The Harvard Film Archive is proud to share the exciting discovery of these two films with a new generation of filmgoers. The Korea Institute’s Korean Cinémathèque will present other films from the colonial era. For the schedule, please visit the Korea Institute website.
Starring two of the most celebrated actresses of the era as a pair of orphans living on the Seoul streets, Angels deftly avoids the pitfalls of the stereotypical propaganda film by skillfully combining the technical and expressive devices of classical Hollywood cinema with an almost neorealist approach to its subject. By portraying the resolutely day-to-day world of a foster home for orphans, Choi masterfully balances the necessary endorsement of the official colonial policy of privately sponsored welfare with his implicit critique of the state through his sensitive depiction of the abandoned colonial children.

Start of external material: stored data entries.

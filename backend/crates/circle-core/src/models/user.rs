use chrono::{DateTime, Utc};
use serde::{Deserialize, Serialize};
use uuid::Uuid;

#[derive(Debug, Clone, Serialize, Deserialize, PartialEq, Eq)]
pub struct User {
    pub id: Uuid,

    /// Always stored lowercase, see [`normalize_email`]
    pub email: String,
    pub username: String,
    pub first_name: String,
    pub last_name: String,

    #[serde(skip_serializing, default)]
    pub password_hash: String,

    pub created_at: DateTime<Utc>,
}

impl User {
    pub fn new(
        email: &str,
        username: String,
        first_name: String,
        last_name: String,
        password_hash: String,
    ) -> Self {
        Self {
            id: Uuid::new_v4(),
            email: normalize_email(email),
            username,
            first_name,
            last_name,
            password_hash,
            created_at: Utc::now(),
        }
    }
}

/// Canonical form used for every email comparison and for storage
pub fn normalize_email(email: &str) -> String {
    email.trim().to_lowercase()
}
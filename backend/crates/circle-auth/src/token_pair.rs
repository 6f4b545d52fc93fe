use serde::Serialize;

#[derive(Debug, Clone, Serialize)]
pub struct TokenPair {
    pub access: String,
    pub refresh: String,
}
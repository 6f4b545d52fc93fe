use crate::tests::{MemoryStore, PlainHasher};
use crate::{CoreError, IdentityService, PageRequest, SignupInput};

use googletest::prelude::*;
use uuid::Uuid;

fn signup_input(email: &str) -> SignupInput {
    SignupInput {
        email: email.to_string(),
        username: "alice".to_string(),
        password: "correct horse".to_string(),
        first_name: "Alice".to_string(),
        last_name: "Liddell".to_string(),
    }
}

#[tokio::test]
async fn given_mixed_case_email_when_signing_up_then_email_stored_lowercase() {
    let store = MemoryStore::new();
    let service = IdentityService::new(&store, &PlainHasher);

    let user = service
        .create_user(signup_input("Alice@Example.COM"))
        .await
        .unwrap();

    assert_that!(user.email, eq("alice@example.com"));
    let stored = service.find_by_id(user.id).await.unwrap();
    assert_that!(stored.email, eq("alice@example.com"));
}

#[tokio::test]
async fn given_existing_email_when_signing_up_in_other_case_then_duplicate_email() {
    let store = MemoryStore::new();
    let service = IdentityService::new(&store, &PlainHasher);
    service
        .create_user(signup_input("alice@example.com"))
        .await
        .unwrap();

    let result = service.create_user(signup_input("ALICE@example.com")).await;

    assert!(matches!(result, Err(CoreError::DuplicateEmail { .. })));
}

#[tokio::test]
async fn given_blank_field_when_signing_up_then_first_missing_field_reported_and_nothing_stored() {
    let store = MemoryStore::new();
    let service = IdentityService::new(&store, &PlainHasher);
    let mut input = signup_input("alice@example.com");
    input.password = String::new();
    input.last_name = "   ".to_string();

    let result = service.create_user(input).await;

    match result {
        Err(CoreError::MissingField { field, .. }) => assert_that!(field, eq("password")),
        other => panic!("expected MissingField, got {other:?}"),
    }
    let login = service
        .authenticate("alice@example.com", "correct horse")
        .await;
    assert!(matches!(login, Err(CoreError::InvalidCredentials { .. })));
}

#[tokio::test]
async fn given_created_user_when_authenticating_with_any_email_case_then_returns_user() {
    let store = MemoryStore::new();
    let service = IdentityService::new(&store, &PlainHasher);
    let created = service
        .create_user(signup_input("alice@example.com"))
        .await
        .unwrap();

    let user = service
        .authenticate("Alice@Example.com", "correct horse")
        .await
        .unwrap();

    assert_that!(user.id, eq(created.id));
}

#[tokio::test]
async fn given_wrong_password_or_unknown_email_when_authenticating_then_invalid_credentials() {
    let store = MemoryStore::new();
    let service = IdentityService::new(&store, &PlainHasher);
    service
        .create_user(signup_input("alice@example.com"))
        .await
        .unwrap();

    let wrong_password = service.authenticate("alice@example.com", "nope").await;
    let unknown_email = service
        .authenticate("nobody@example.com", "correct horse")
        .await;
    let blank = service.authenticate("", "").await;

    assert!(matches!(wrong_password, Err(CoreError::InvalidCredentials { .. })));
    assert!(matches!(unknown_email, Err(CoreError::InvalidCredentials { .. })));
    assert!(matches!(blank, Err(CoreError::InvalidCredentials { .. })));
}

#[tokio::test]
async fn given_unknown_id_when_finding_user_then_not_found() {
    let store = MemoryStore::new();
    let service = IdentityService::new(&store, &PlainHasher);

    let result = service.find_by_id(Uuid::new_v4()).await;

    assert!(matches!(result, Err(CoreError::NotFound { entity: "User", .. })));
}

#[tokio::test]
async fn given_mixed_case_email_when_searching_exact_then_matches_case_insensitively() {
    let store = MemoryStore::new();
    let service = IdentityService::new(&store, &PlainHasher);
    store.add_user("Bob", "Stone", "bob@x.com");
    store.add_user("Bobby", "Stone", "bobby@x.com");

    let page = service
        .search_by_email_exact("BOB@X.com", PageRequest::new(1, 10).unwrap())
        .await
        .unwrap();

    assert_that!(page.total, eq(1));
    assert_eq!(page.items[0].email, "bob@x.com");
}

#[tokio::test]
async fn given_padded_email_when_searching_exact_then_not_trimmed() {
    let store = MemoryStore::new();
    let service = IdentityService::new(&store, &PlainHasher);
    store.add_user("Bob", "Stone", "bob@x.com");

    let page = service
        .search_by_email_exact(" bob@x.com ", PageRequest::new(1, 10).unwrap())
        .await
        .unwrap();

    assert_that!(page.total, eq(0));
}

The film debut of Lee Byeong-il, later known as the father of Korean comedy, Spring tells the bittersweet story of a fragile backstage romance set within Korea’s film and recording industries. While filming an adaptation of The Story of Chunhyang – Korea’s Romeo and Juliet – Lee Young-il and Heo Hoon run out of funds and turn in desperation to embezzlement. An astute reflection on the Korean films industry’s financially fraught transition from the silent to sound era, Spring of Korean Peninsula is also a world-weary look at filmmaking that anticipates The Bad and the Beautiful.